Instructions for the task: Once the data has been read, restate all of it exactly.

Data:
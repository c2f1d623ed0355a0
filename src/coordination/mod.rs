//! Cross-peer action coordination
//!
//! This module keeps concurrent peers of one user from executing conflicting
//! actions:
//! - Policy table and pairwise conflict predicates per action type
//! - Conflict records with a bounded resolution history
//! - Deterministic resolution strategies and type-specific merges
//! - Secret stripping before anything leaves the peer

pub mod action;
pub mod config;
pub mod conflict;
pub mod coordinator;
pub mod notifier;
pub mod policy;
pub mod resolve;
pub mod sanitize;

pub use action::{Action, ActionId, ActionStatus, ActionType};
pub use config::CoordinatorConfig;
pub use conflict::{ConflictHistory, ConflictId, ConflictRecord, ConflictStatus, Resolution, UserChoice};
pub use coordinator::{
    ActionCompletion, ActionCoordinator, CoordinatorStats, Registration, SweepReport,
};
pub use notifier::{ConfirmationNotifier, ConfirmationPrompt, LogNotifier, PromptAction};
pub use policy::{
    conflicts, policy_for, result_category, ActionPriority, ResolutionPolicy, ResolutionStrategy,
};
pub use resolve::{merge_payloads, resolve_actions, Outcome};
pub use sanitize::sanitize;
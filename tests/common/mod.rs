#![allow(dead_code)]

use std::sync::Arc;
use tabsync::config::AppConfig;
use tabsync::peer::{PeerDeps, PeerRuntime, StaticAuth};
use tabsync::store::{KeyValueStore, MemoryStore};
use tabsync::transport::{BroadcastHub, PeerId};
use tabsync::ManualClock;

/// Several peers of one user sharing a hub, a store and a virtual clock
pub struct Cluster {
    pub clock: Arc<ManualClock>,
    pub store: Arc<dyn KeyValueStore>,
    pub hub: BroadcastHub,
    pub peers: Vec<PeerRuntime>,
}

impl Cluster {
    pub fn new(names: &[&str], start_ms: u64) -> Self {
        Self::build(names, start_ms, true, Arc::new(MemoryStore::new()))
    }

    pub fn relayed(names: &[&str], start_ms: u64) -> Self {
        Self::build(names, start_ms, false, Arc::new(MemoryStore::new()))
    }

    pub fn with_store(names: &[&str], start_ms: u64, store: Arc<dyn KeyValueStore>) -> Self {
        Self::build(names, start_ms, true, store)
    }

    fn build(names: &[&str], start_ms: u64, native: bool, store: Arc<dyn KeyValueStore>) -> Self {
        let clock = Arc::new(ManualClock::new(start_ms));
        let hub = BroadcastHub::default();
        let mut config = AppConfig::default();
        config.transport.native = native;

        let peers = names
            .iter()
            .map(|name| {
                let deps = PeerDeps::new(
                    Some(hub.clone()),
                    store.clone(),
                    Arc::new(StaticAuth::signed_in("alice")),
                )
                .with_clock(clock.clone());
                PeerRuntime::new(PeerId::from(*name), deps, &config)
            })
            .collect();

        Self {
            clock,
            store,
            hub,
            peers,
        }
    }

    pub fn peer(&self, i: usize) -> &PeerRuntime {
        &self.peers[i]
    }

    /// Dispatch queued messages on every peer until nothing is left in flight
    pub async fn settle(&self) -> usize {
        let mut total = 0;
        for _ in 0..32 {
            let mut round = 0;
            for peer in &self.peers {
                round += peer.pump().await;
            }
            if round == 0 {
                return total;
            }
            total += round;
        }
        panic!("cluster did not settle after {} messages", total);
    }
}
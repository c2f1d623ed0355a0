use clap::Parser;
use tabsync::cli::{self, Cli, Commands};
use tabsync::config::{AppConfig, LoggingConfig};
use tabsync::error::{Result, TabSyncError};
use tracing::info;
use tracing_subscriber::EnvFilter;

#[tokio::main]
async fn main() -> Result<()> {
    let cli = Cli::parse();
    let config = load_config(&cli.config)?;

    match &cli.command {
        Commands::Simulate {
            peers,
            fallback,
            duration_ms,
        } => {
            init_logging(&config.logging);
            info!("Starting simulation with {} peers", peers);
            cli::run_simulation(&config, *peers, *fallback, *duration_ms).await?;
        }
        Commands::Policies => {
            init_logging_simple();
            cli::print_policies();
        }
        Commands::Config => {
            init_logging_simple();
            cli::print_config(&config)?;
        }
        Commands::Inspect { dir } => {
            init_logging_simple();
            let dir = dir.clone().unwrap_or_else(|| config.store.resolved_dir());
            cli::inspect_store(&dir, &config)?;
        }
    }

    Ok(())
}

fn load_config(dir: &str) -> Result<AppConfig> {
    let config = AppConfig::load_from(dir)?;
    config
        .validate()
        .map_err(|errors| TabSyncError::InvalidState(errors.join("; ")))?;
    Ok(config)
}

/// Console logging, plus JSON and daily rolling file output when configured
fn init_logging(logging: &LoggingConfig) {
    use tracing_subscriber::layer::SubscriberExt;
    use tracing_subscriber::util::SubscriberInitExt;

    let default_directive = if logging.level == "info" {
        "info,tabsync=debug".to_string()
    } else {
        logging.level.clone()
    };
    let filter = EnvFilter::try_from_default_env().unwrap_or_else(|_| EnvFilter::new(default_directive));

    // Prefer TABSYNC_LOG_DIR, then the configured directory
    let log_dir = std::env::var("TABSYNC_LOG_DIR")
        .ok()
        .map(std::path::PathBuf::from)
        .or_else(|| logging.dir.clone());

    // `tracing_appender::rolling::daily` panics if it can't create the
    // initial log file, so writability is checked first.
    let file_layer = log_dir.and_then(|log_dir| {
        if std::fs::create_dir_all(&log_dir).is_err() {
            eprintln!(
                "Warning: Could not create log directory {}, file logging disabled",
                log_dir.display()
            );
            return None;
        }
        let test_path = log_dir.join(".tabsync_write_test");
        match std::fs::OpenOptions::new()
            .create(true)
            .append(true)
            .open(&test_path)
        {
            Ok(_) => {
                let _ = std::fs::remove_file(&test_path);
                let file_appender = tracing_appender::rolling::daily(&log_dir, "tabsync.log");
                let (non_blocking, guard) = tracing_appender::non_blocking(file_appender);
                // Keep the guard alive for the life of the process
                Box::leak(Box::new(guard));
                Some(
                    tracing_subscriber::fmt::layer()
                        .with_writer(non_blocking)
                        .with_ansi(false)
                        .with_target(true),
                )
            }
            Err(e) => {
                eprintln!(
                    "Warning: Could not write to log directory {} ({}), file logging disabled",
                    log_dir.display(),
                    e
                );
                None
            }
        }
    });

    let (console_layer, json_layer) = if logging.json {
        (None, Some(tracing_subscriber::fmt::layer().json().with_target(true)))
    } else {
        (
            Some(
                tracing_subscriber::fmt::layer()
                    .with_target(true)
                    .with_thread_ids(false)
                    .with_file(false)
                    .with_line_number(false),
            ),
            None,
        )
    };

    let file_logging_enabled = file_layer.is_some();
    tracing_subscriber::registry()
        .with(filter)
        .with(console_layer)
        .with(json_layer)
        .with(file_layer)
        .init();

    if file_logging_enabled {
        info!("File logging enabled");
    }
}

fn init_logging_simple() {
    // Minimal logging for one-shot commands
    let _ = tracing_subscriber::fmt()
        .with_max_level(tracing::Level::WARN)
        .try_init();
}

Answer space:
repository c2f1d623ed0355a0
filename src/coordination/mod.rs
//! Cross-peer action coordination
//!
//! This module keeps concurrent peers of one user from executing conflicting
//! actions:
//! - Policy table and pairwise conflict predicates per action type
//! - Conflict records with a bounded resolution history
//! - Deterministic resolution strategies and type-specific merges
//! - Secret stripping before anything leaves the peer

pub mod action;
pub mod config;
pub mod conflict;
pub mod coordinator;
pub mod notifier;
pub mod policy;
pub mod resolve;
pub mod sanitize;

pub use action::{Action, ActionId, ActionStatus, ActionType};
pub use config::CoordinatorConfig;
pub use conflict::{ConflictHistory, ConflictId, ConflictRecord, ConflictStatus, Resolution, UserChoice};
pub use coordinator::{
    ActionCompletion, ActionCoordinator, CoordinatorStats, Registration, SweepReport,
};
pub use notifier::{ConfirmationNotifier, ConfirmationPrompt, LogNotifier, PromptAction};
pub use policy::{
    conflicts, policy_for, result_category, ActionPriority, ResolutionPolicy, ResolutionStrategy,
};
pub use resolve::{merge_payloads, resolve_actions, Outcome};
pub use sanitize::sanitize;
filename tests/common/mod.rs
#![allow(dead_code)]

use std::sync::Arc;
use tabsync::config::AppConfig;
use tabsync::peer::{PeerDeps, PeerRuntime, StaticAuth};
use tabsync::store::{KeyValueStore, MemoryStore};
use tabsync::transport::{BroadcastHub, PeerId};
use tabsync::ManualClock;

/// Several peers of one user sharing a hub, a store and a virtual clock
pub struct Cluster {
    pub clock: Arc<ManualClock>,
    pub store: Arc<dyn KeyValueStore>,
    pub hub: BroadcastHub,
    pub peers: Vec<PeerRuntime>,
}

impl Cluster {
    pub fn new(names: &[&str], start_ms: u64) -> Self {
        Self::build(names, start_ms, true, Arc::new(MemoryStore::new()))
    }

    pub fn relayed(names: &[&str], start_ms: u64) -> Self {
        Self::build(names, start_ms, false, Arc::new(MemoryStore::new()))
    }

    pub fn with_store(names: &[&str], start_ms: u64, store: Arc<dyn KeyValueStore>) -> Self {
        Self::build(names, start_ms, true, store)
    }

    fn build(names: &[&str], start_ms: u64, native: bool, store: Arc<dyn KeyValueStore>) -> Self {
        let clock = Arc::new(ManualClock::new(start_ms));
        let hub = BroadcastHub::default();
        let mut config = AppConfig::default();
        config.transport.native = native;

        let peers = names
            .iter()
            .map(|name| {
                let deps = PeerDeps::new(
                    Some(hub.clone()),
                    store.clone(),
                    Arc::new(StaticAuth::signed_in("alice")),
                )
                .with_clock(clock.clone());
                PeerRuntime::new(PeerId::from(*name), deps, &config)
            })
            .collect();

        Self {
            clock,
            store,
            hub,
            peers,
        }
    }

    pub fn peer(&self, i: usize) -> &PeerRuntime {
        &self.peers[i]
    }

    /// Dispatch queued messages on every peer until nothing is left in flight
    pub async fn settle(&self) -> usize {
        let mut total = 0;
        for _ in 0..32 {
            let mut round = 0;
            for peer in &self.peers {
                round += peer.pump().await;
            }
            if round == 0 {
                return total;
            }
            total += round;
        }
        panic!("cluster did not settle after {} messages", total);
    }
}
repository c2f1d623ed0355a0
use clap::Parser;
use tabsync::cli::{self, Cli, Commands};
use tabsync::config::{AppConfig, LoggingConfig};
use tabsync::error::{Result, TabSyncError};
use tracing::info;
use tracing_subscriber::EnvFilter;

#[tokio::main]
async fn main() -> Result<()> {
    let cli = Cli::parse();
    let config = load_config(&cli.config)?;

    match &cli.command {
        Commands::Simulate {
            peers,
            fallback,
            duration_ms,
        } => {
            init_logging(&config.logging);
            info!("Starting simulation with {} peers", peers);
            cli::run_simulation(&config, *peers, *fallback, *duration_ms).await?;
        }
        Commands::Policies => {
            init_logging_simple();
            cli::print_policies();
        }
        Commands::Config => {
            init_logging_simple();
            cli::print_config(&config)?;
        }
        Commands::Inspect { dir } => {
            init_logging_simple();
            let dir = dir.clone().unwrap_or_else(|| config.store.resolved_dir());
            cli::inspect_store(&dir, &config)?;
        }
    }

    Ok(())
}

fn load_config(dir: &str) -> Result<AppConfig> {
    let config = AppConfig::load_from(dir)?;
    config
        .validate()
        .map_err(|errors| TabSyncError::InvalidState(errors.join("; ")))?;
    Ok(config)
}

/// Console logging, plus JSON and daily rolling file output when configured
fn init_logging(logging: &LoggingConfig) {
    use tracing_subscriber::layer::SubscriberExt;
    use tracing_subscriber::util::SubscriberInitExt;

    let default_directive = if logging.level == "info" {
        "info,tabsync=debug".to_string()
    } else {
        logging.level.clone()
    };
    let filter = EnvFilter::try_from_default_env().unwrap_or_else(|_| EnvFilter::new(default_directive));

    // Prefer TABSYNC_LOG_DIR, then the configured directory
    let log_dir = std::env::var("TABSYNC_LOG_DIR")
        .ok()
        .map(std::path::PathBuf::from)
        .or_else(|| logging.dir.clone());

    // `tracing_appender::rolling::daily` panics if it can't create the
    // initial log file, so writability is checked first.
    let file_layer = log_dir.and_then(|log_dir| {
        if std::fs::create_dir_all(&log_dir).is_err() {
            eprintln!(
                "Warning: Could not create log directory {}, file logging disabled",
                log_dir.display()
            );
            return None;
        }
        let test_path = log_dir.join(".tabsync_write_test");
        match std::fs::OpenOptions::new()
            .create(true)
            .append(true)
            .open(&test_path)
        {
            Ok(_) => {
                let _ = std::fs::remove_file(&test_path);
                let file_appender = tracing_appender::rolling::daily(&log_dir, "tabsync.log");
                let (non_blocking, guard) = tracing_appender::non_blocking(file_appender);
                // Keep the guard alive for the life of the process
                Box::leak(Box::new(guard));
                Some(
                    tracing_subscriber::fmt::layer()
                        .with_writer(non_blocking)
                        .with_ansi(false)
                        .with_target(true),
                )
            }
            Err(e) => {
                eprintln!(
                    "Warning: Could not write to log directory {} ({}), file logging disabled",
                    log_dir.display(),
                    e
                );
                None
            }
        }
    });

    let (console_layer, json_layer) = if logging.json {
        (None, Some(tracing_subscriber::fmt::layer().json().with_target(true)))
    } else {
        (
            Some(
                tracing_subscriber::fmt::layer()
                    .with_target(true)
                    .with_thread_ids(false)
                    .with_file(false)
                    .with_line_number(false),
            ),
            None,
        )
    };

    let file_logging_enabled = file_layer.is_some();
    tracing_subscriber::registry()
        .with(filter)
        .with(console_layer)
        .with(json_layer)
        .with(file_layer)
        .init();

    if file_logging_enabled {
        info!("File logging enabled");
    }
}

fn init_logging_simple() {
    // Minimal logging for one-shot commands
    let _ = tracing_subscriber::fmt()
        .with_max_level(tracing::Level::WARN)
        .try_init();
}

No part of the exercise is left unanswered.